Scraping All Images from a Website with Java

Dec 13, 2023 · 7 min read

Web scraping is the process of extracting data from websites automatically. This is useful for gathering large datasets that would be tedious to collect manually. Here we will go through Java code that scrapes all dog breed images from a Wikipedia page.

This is page we are talking about…

Prerequisites

To follow along, you'll need:

  • Jsoup library for Java
  • Java 8+
  • Let's dive in and see how the scraping is done!

    Logic Overview

    At a high level, the code:

    1. Connects to the target Wikipedia page
    2. Initializes variables to store the extracted data
    3. Iterates through each row of the dog breed table
    4. Downloads the images and saves them locally
    5. Prints out the extracted information

    Now let's break this down step-by-step.

    Understanding the Selectors

    While the logic may sound simple, the key part is properly extracting data from the raw HTML of the page. This is done using CSS selectors.
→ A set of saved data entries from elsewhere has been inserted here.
//! Turns rule configuration into compiled checks before a scan starts.

use crate::config::{Config, RuleConfig, RuleKind};
use crate::error::Result;

use super::cross_file::{BothMustExist, DisallowedIfMatchElsewhere};
use super::issue::RuleIdentity;
use super::path_filter::Exclusions;
use super::single::{MultilineTextMatch, RequiredStringNotPresent, SimpleTextMatch};
use super::{Check, RuleSettings};

/// Compile every enabled rule in `config`, in declaration order.
///
/// # Errors
/// Returns an error naming the rule if any expression, exclusion regex or
/// file pattern fails to compile.
pub fn build_checks(config: &Config) -> Result<Vec<Check>> {
    config
        .enabled_rules()
        .map(|rule| build_check(&config.repository, rule))
        .collect()
}

fn build_check(repository: &str, rule: &RuleConfig) -> Result<Check> {
    let settings = RuleSettings::new(
        RuleIdentity::new(repository, rule.key.as_str()),
        rule.message_or_default(),
    )
    .with_exclusions(Exclusions::new(
        &rule.key,
        rule.skip_project_keys.as_deref(),
        rule.skip_file_names.as_deref(),
    )?);

    let check = match &rule.kind {
        RuleKind::Simple {
            expression,
            file_pattern,
        } => Check::Single(Box::new(SimpleTextMatch::new(
            settings,
            expression.as_deref(),
            file_pattern.as_deref(),
        )?)),
        RuleKind::Multiline {
            expression,
            file_pattern,
        } => Check::Single(Box::new(MultilineTextMatch::new(
            settings,
            expression.as_deref(),
            file_pattern.as_deref(),
        )?)),
        RuleKind::RequiredString {
            trigger_expression,
            must_exist_expression,
            file_pattern,
        } => Check::Single(Box::new(RequiredStringNotPresent::new(
            settings,
            trigger_expression.as_deref(),
            must_exist_expression.as_deref(),
            file_pattern.as_deref(),
        )?)),
        RuleKind::DisallowedIfMatchElsewhere {
            trigger_expression,
            trigger_file_pattern,
            disallow_expression,
            disallow_file_pattern,
            line_by_line,
        } => Check::CrossFile(Box::new(DisallowedIfMatchElsewhere::new(
            settings,
            (trigger_expression.as_deref(), trigger_file_pattern.as_deref()),
            (disallow_expression.as_deref(), disallow_file_pattern.as_deref()),
            *line_by_line,
        )?)),
        RuleKind::BothMustExist {
            trigger_expression,
            trigger_file_pattern,
            must_also_exist_expression,
            must_also_exist_file_pattern,
            line_by_line,
        } => Check::CrossFile(Box::new(BothMustExist::new(
            settings,
            (trigger_expression.as_deref(), trigger_file_pattern.as_deref()),
            (
                must_also_exist_expression.as_deref(),
                must_also_exist_file_pattern.as_deref(),
            ),
            *line_by_line,
        )?)),
    };
    Ok(check)
}

#[cfg(test)]
#[path = "builder_tests.rs"]
mod tests;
    CSS selectors allow targeting specific elements in the HTML document structure. For example, you can select all table rows, links, images etc.

    Jsoup implements CSS selectors for parsing the document that is retrieved from the website. Let's see how they are used here:

    Selecting the Table

    Inspecting the page

    You can see when you use the chrome inspect tool that the data is in a table element with the class wikitable and sortable

    First, we need to select the appropriate table element that actually contains the dog breed data.

    <table class="wikitable sortable">
      <!-- dog breed rows here-->
    </table>
    

    The table can be uniquely identified by its class attributes wikitable and sortable. Jsoup allows us to use a CSS selector string to target elements with given classes:

    Element table = doc.select("table.wikitable.sortable").first();
    

    Breaking this down:

  • table - selects HTML tags
  • .wikitable - class selector, targets elements with wikitable class
  • .sortable - also has sortable class
  • first() - returns just the first matching element
  • So this selector finds the table element with BOTH matching classes, uniquely identifying the dog breed table.

    Skipping Header Row

    Now that we have selected the table, we can loop through its rows:

    for (Element row : table.select("tr:gt(0)")) {
      // extract data from rows
    }
    

    Details:

  • tr selects the table row (
  • ) elements
  • :gt(0) filters to only rows GREATER THAN index 0
  • We then iterate over these rows
  • Getting Row Cells

    Next we get the cells within each row:

    Elements columns = row.select("td, th");
    

    This selects both

    and cells in the row using a multiple element selector.

    We assign them to an Elements object which acts like an array of elements.

    Extracting Text from Elements

    Finally, having isolated elements, we can extract text or other attributes from them.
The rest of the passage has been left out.